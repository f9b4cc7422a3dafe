//! Structured-object queries over log entries.
//!
//! Rule documents address fields with dotted paths (`userIdentity.type`,
//! `data.logs.events`). Segments may be double-quoted to address keys that
//! themselves contain dots (`"aws.log_group"`). Numeric segments index into
//! arrays.
//!
//! On top of paths, expressions support the small conditional subset the
//! built-in rules use: `&&` / `||` chains, `==` `!=` `<` `<=` `>` `>=`
//! comparisons, raw string literals in single quotes (`'WARN'`) and JSON
//! literals in backticks (`` `400` ``). `a && b` yields `b` when `a` is
//! truthy, else `a`; `a || b` yields the first truthy operand. Null, false,
//! and empty strings/arrays/objects are falsy. Ordering comparisons are
//! only defined for numbers and yield null otherwise.

use serde_json::Value;

/// Splits a dotted path into its segments, honoring double-quoted segments.
///
/// # Example
///
/// ```
/// use logtap::utils::query::parse_path;
///
/// assert_eq!(parse_path("a.b"), vec!["a", "b"]);
/// assert_eq!(parse_path("\"aws.log_group\""), vec!["aws.log_group"]);
/// ```
pub fn parse_path(expression: &str) -> Vec<String> {
    let mut segments = Vec::new();
    let mut current = String::new();
    let mut in_quotes = false;

    for ch in expression.chars() {
        match ch {
            '"' => in_quotes = !in_quotes,
            '.' if !in_quotes => {
                segments.push(std::mem::take(&mut current));
            }
            _ => current.push(ch),
        }
    }
    segments.push(current);
    segments
}

/// Evaluates a query expression against a structured entry.
///
/// Returns `None` when the result is JSON null (missing paths included).
pub fn evaluate(expression: &str, entry: &Value) -> Option<Value> {
    let result = eval_or(expression, entry);
    if result.is_null() {
        None
    } else {
        Some(result)
    }
}

fn eval_or(expression: &str, entry: &Value) -> Value {
    let mut last = Value::Null;
    for part in split_top_level(expression, "||") {
        last = eval_and(part, entry);
        if is_truthy(&last) {
            return last;
        }
    }
    last
}

fn eval_and(expression: &str, entry: &Value) -> Value {
    let mut value = Value::Null;
    for part in split_top_level(expression, "&&") {
        value = eval_comparison(part, entry);
        if !is_truthy(&value) {
            return value;
        }
    }
    value
}

fn eval_comparison(expression: &str, entry: &Value) -> Value {
    match split_comparison(expression) {
        Some((lhs, operator, rhs)) => {
            let left = eval_operand(lhs, entry);
            let right = eval_operand(rhs, entry);
            compare(&left, operator, &right)
        }
        None => eval_operand(expression, entry),
    }
}

fn eval_operand(expression: &str, entry: &Value) -> Value {
    let expression = expression.trim();

    if expression.len() >= 2 && expression.starts_with('\'') && expression.ends_with('\'') {
        return Value::String(expression[1..expression.len() - 1].to_string());
    }
    if expression.len() >= 2 && expression.starts_with('`') && expression.ends_with('`') {
        return serde_json::from_str(&expression[1..expression.len() - 1])
            .unwrap_or(Value::Null);
    }

    eval_path(expression, entry)
}

fn eval_path(expression: &str, entry: &Value) -> Value {
    let mut current = entry;
    for segment in parse_path(expression) {
        current = match current {
            Value::Object(map) => match map.get(&segment) {
                Some(value) => value,
                None => return Value::Null,
            },
            Value::Array(items) => {
                let Some(value) = segment
                    .parse::<usize>()
                    .ok()
                    .and_then(|index| items.get(index))
                else {
                    return Value::Null;
                };
                value
            }
            _ => return Value::Null,
        };
    }
    current.clone()
}

fn compare(left: &Value, operator: &str, right: &Value) -> Value {
    match operator {
        "==" => Value::Bool(left == right),
        "!=" => Value::Bool(left != right),
        _ => {
            let (Some(a), Some(b)) = (left.as_f64(), right.as_f64()) else {
                return Value::Null;
            };
            let ordered = match operator {
                "<" => a < b,
                "<=" => a <= b,
                ">" => a > b,
                ">=" => a >= b,
                _ => return Value::Null,
            };
            Value::Bool(ordered)
        }
    }
}

fn is_truthy(value: &Value) -> bool {
    match value {
        Value::Null => false,
        Value::Bool(b) => *b,
        Value::Number(_) => true,
        Value::String(s) => !s.is_empty(),
        Value::Array(items) => !items.is_empty(),
        Value::Object(map) => !map.is_empty(),
    }
}

/// Splits on a separator, ignoring occurrences inside quoted sections.
fn split_top_level<'e>(expression: &'e str, separator: &str) -> Vec<&'e str> {
    let separator = separator.as_bytes();
    let bytes = expression.as_bytes();
    let mut parts = Vec::new();
    let mut quote: Option<u8> = None;
    let mut start = 0;
    let mut i = 0;

    while i < bytes.len() {
        let c = bytes[i];
        if let Some(open) = quote {
            if c == open {
                quote = None;
            }
            i += 1;
            continue;
        }
        match c {
            b'\'' | b'"' | b'`' => {
                quote = Some(c);
                i += 1;
            }
            _ if bytes[i..].starts_with(separator) => {
                parts.push(&expression[start..i]);
                i += separator.len();
                start = i;
            }
            _ => i += 1,
        }
    }
    parts.push(&expression[start..]);
    parts
}

/// Finds the first comparison operator outside quoted sections.
fn split_comparison(expression: &str) -> Option<(&str, &str, &str)> {
    let bytes = expression.as_bytes();
    let mut quote: Option<u8> = None;
    let mut i = 0;

    while i < bytes.len() {
        let c = bytes[i];
        if let Some(open) = quote {
            if c == open {
                quote = None;
            }
            i += 1;
            continue;
        }
        match c {
            b'\'' | b'"' | b'`' => {
                quote = Some(c);
                i += 1;
            }
            b'=' | b'!' if bytes.get(i + 1) == Some(&b'=') => {
                return Some((&expression[..i], &expression[i..i + 2], &expression[i + 2..]));
            }
            b'<' | b'>' => {
                let len = if bytes.get(i + 1) == Some(&b'=') { 2 } else { 1 };
                return Some((
                    &expression[..i],
                    &expression[i..i + len],
                    &expression[i + len..],
                ));
            }
            _ => i += 1,
        }
    }
    None
}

-*-

--- Task requirements ---
Reply with the complete records, restated exactly.

--- The answer ---
repository f9b4cc7422a3dafe
//! Structured-object queries over log entries.
//!
//! Rule documents address fields with dotted paths (`userIdentity.type`,
//! `data.logs.events`). Segments may be double-quoted to address keys that
//! themselves contain dots (`"aws.log_group"`). Numeric segments index into
//! arrays.
//!
//! On top of paths, expressions support the small conditional subset the
//! built-in rules use: `&&` / `||` chains, `==` `!=` `<` `<=` `>` `>=`
//! comparisons, raw string literals in single quotes (`'WARN'`) and JSON
//! literals in backticks (`` `400` ``). `a && b` yields `b` when `a` is
//! truthy, else `a`; `a || b` yields the first truthy operand. Null, false,
//! and empty strings/arrays/objects are falsy. Ordering comparisons are
//! only defined for numbers and yield null otherwise.

use serde_json::Value;

/// Splits a dotted path into its segments, honoring double-quoted segments.
///
/// # Example
///
/// ```
/// use logtap::utils::query::parse_path;
///
/// assert_eq!(parse_path("a.b"), vec!["a", "b"]);
/// assert_eq!(parse_path("\"aws.log_group\""), vec!["aws.log_group"]);
/// ```
pub fn parse_path(expression: &str) -> Vec<String> {
    let mut segments = Vec::new();
    let mut current = String::new();
    let mut in_quotes = false;

    for ch in expression.chars() {
        match ch {
            '"' => in_quotes = !in_quotes,
            '.' if !in_quotes => {
                segments.push(std::mem::take(&mut current));
            }
            _ => current.push(ch),
        }
    }
    segments.push(current);
    segments
}

/// Evaluates a query expression against a structured entry.
///
/// Returns `None` when the result is JSON null (missing paths included).
pub fn evaluate(expression: &str, entry: &Value) -> Option<Value> {
    let result = eval_or(expression, entry);
    if result.is_null() {
        None
    } else {
        Some(result)
    }
}

fn eval_or(expression: &str, entry: &Value) -> Value {
    let mut last = Value::Null;
    for part in split_top_level(expression, "||") {
        last = eval_and(part, entry);
        if is_truthy(&last) {
            return last;
        }
    }
    last
}

fn eval_and(expression: &str, entry: &Value) -> Value {
    let mut value = Value::Null;
    for part in split_top_level(expression, "&&") {
        value = eval_comparison(part, entry);
        if !is_truthy(&value) {
            return value;
        }
    }
    value
}

fn eval_comparison(expression: &str, entry: &Value) -> Value {
    match split_comparison(expression) {
        Some((lhs, operator, rhs)) => {
            let left = eval_operand(lhs, entry);
            let right = eval_operand(rhs, entry);
            compare(&left, operator, &right)
        }
        None => eval_operand(expression, entry),
    }
}

fn eval_operand(expression: &str, entry: &Value) -> Value {
    let expression = expression.trim();

    if expression.len() >= 2 && expression.starts_with('\'') && expression.ends_with('\'') {
        return Value::String(expression[1..expression.len() - 1].to_string());
    }
    if expression.len() >= 2 && expression.starts_with('`') && expression.ends_with('`') {
        return serde_json::from_str(&expression[1..expression.len() - 1])
            .unwrap_or(Value::Null);
    }

    eval_path(expression, entry)
}

fn eval_path(expression: &str, entry: &Value) -> Value {
    let mut current = entry;
    for segment in parse_path(expression) {
        current = match current {
            Value::Object(map) => match map.get(&segment) {
                Some(value) => value,
                None => return Value::Null,
            },
            Value::Array(items) => {
                let Some(value) = segment
                    .parse::<usize>()
                    .ok()
                    .and_then(|index| items.get(index))
                else {
                    return Value::Null;
                };
                value
            }
            _ => return Value::Null,
        };
    }
    current.clone()
}

fn compare(left: &Value, operator: &str, right: &Value) -> Value {
    match operator {
        "==" => Value::Bool(left == right),
        "!=" => Value::Bool(left != right),
        _ => {
            let (Some(a), Some(b)) = (left.as_f64(), right.as_f64()) else {
                return Value::Null;
            };
            let ordered = match operator {
                "<" => a < b,
                "<=" => a <= b,
                ">" => a > b,
                ">=" => a >= b,
                _ => return Value::Null,
            };
            Value::Bool(ordered)
        }
    }
}

fn is_truthy(value: &Value) -> bool {
    match value {
        Value::Null => false,
        Value::Bool(b) => *b,
        Value::Number(_) => true,
        Value::String(s) => !s.is_empty(),
        Value::Array(items) => !items.is_empty(),
        Value::Object(map) => !map.is_empty(),
    }
}

/// Splits on a separator, ignoring occurrences inside quoted sections.
fn split_top_level<'e>(expression: &'e str, separator: &str) -> Vec<&'e str> {
    let separator = separator.as_bytes();
    let bytes = expression.as_bytes();
    let mut parts = Vec::new();
    let mut quote: Option<u8> = None;
    let mut start = 0;
    let mut i = 0;

    while i < bytes.len() {
        let c = bytes[i];
        if let Some(open) = quote {
            if c == open {
                quote = None;
            }
            i += 1;
            continue;
        }
        match c {
            b'\'' | b'"' | b'`' => {
                quote = Some(c);
                i += 1;
            }
            _ if bytes[i..].starts_with(separator) => {
                parts.push(&expression[start..i]);
                i += separator.len();
                start = i;
            }
            _ => i += 1,
        }
    }
    parts.push(&expression[start..]);
    parts
}

/// Finds the first comparison operator outside quoted sections.
fn split_comparison(expression: &str) -> Option<(&str, &str, &str)> {
    let bytes = expression.as_bytes();
    let mut quote: Option<u8> = None;
    let mut i = 0;

    while i < bytes.len() {
        let c = bytes[i];
        if let Some(open) = quote {
            if c == open {
                quote = None;
            }
            i += 1;
            continue;
        }
        match c {
            b'\'' | b'"' | b'`' => {
                quote = Some(c);
                i += 1;
            }
            b'=' | b'!' if bytes.get(i + 1) == Some(&b'=') => {
                return Some((&expression[..i], &expression[i..i + 2], &expression[i + 2..]));
            }
            b'<' | b'>' => {
                let len = if bytes.get(i + 1) == Some(&b'=') { 2 } else { 1 };
                return Some((
                    &expression[..i],
                    &expression[i..i + len],
                    &expression[i + len..],
                ));
            }
            _ => i += 1,
        }
    }
    None
}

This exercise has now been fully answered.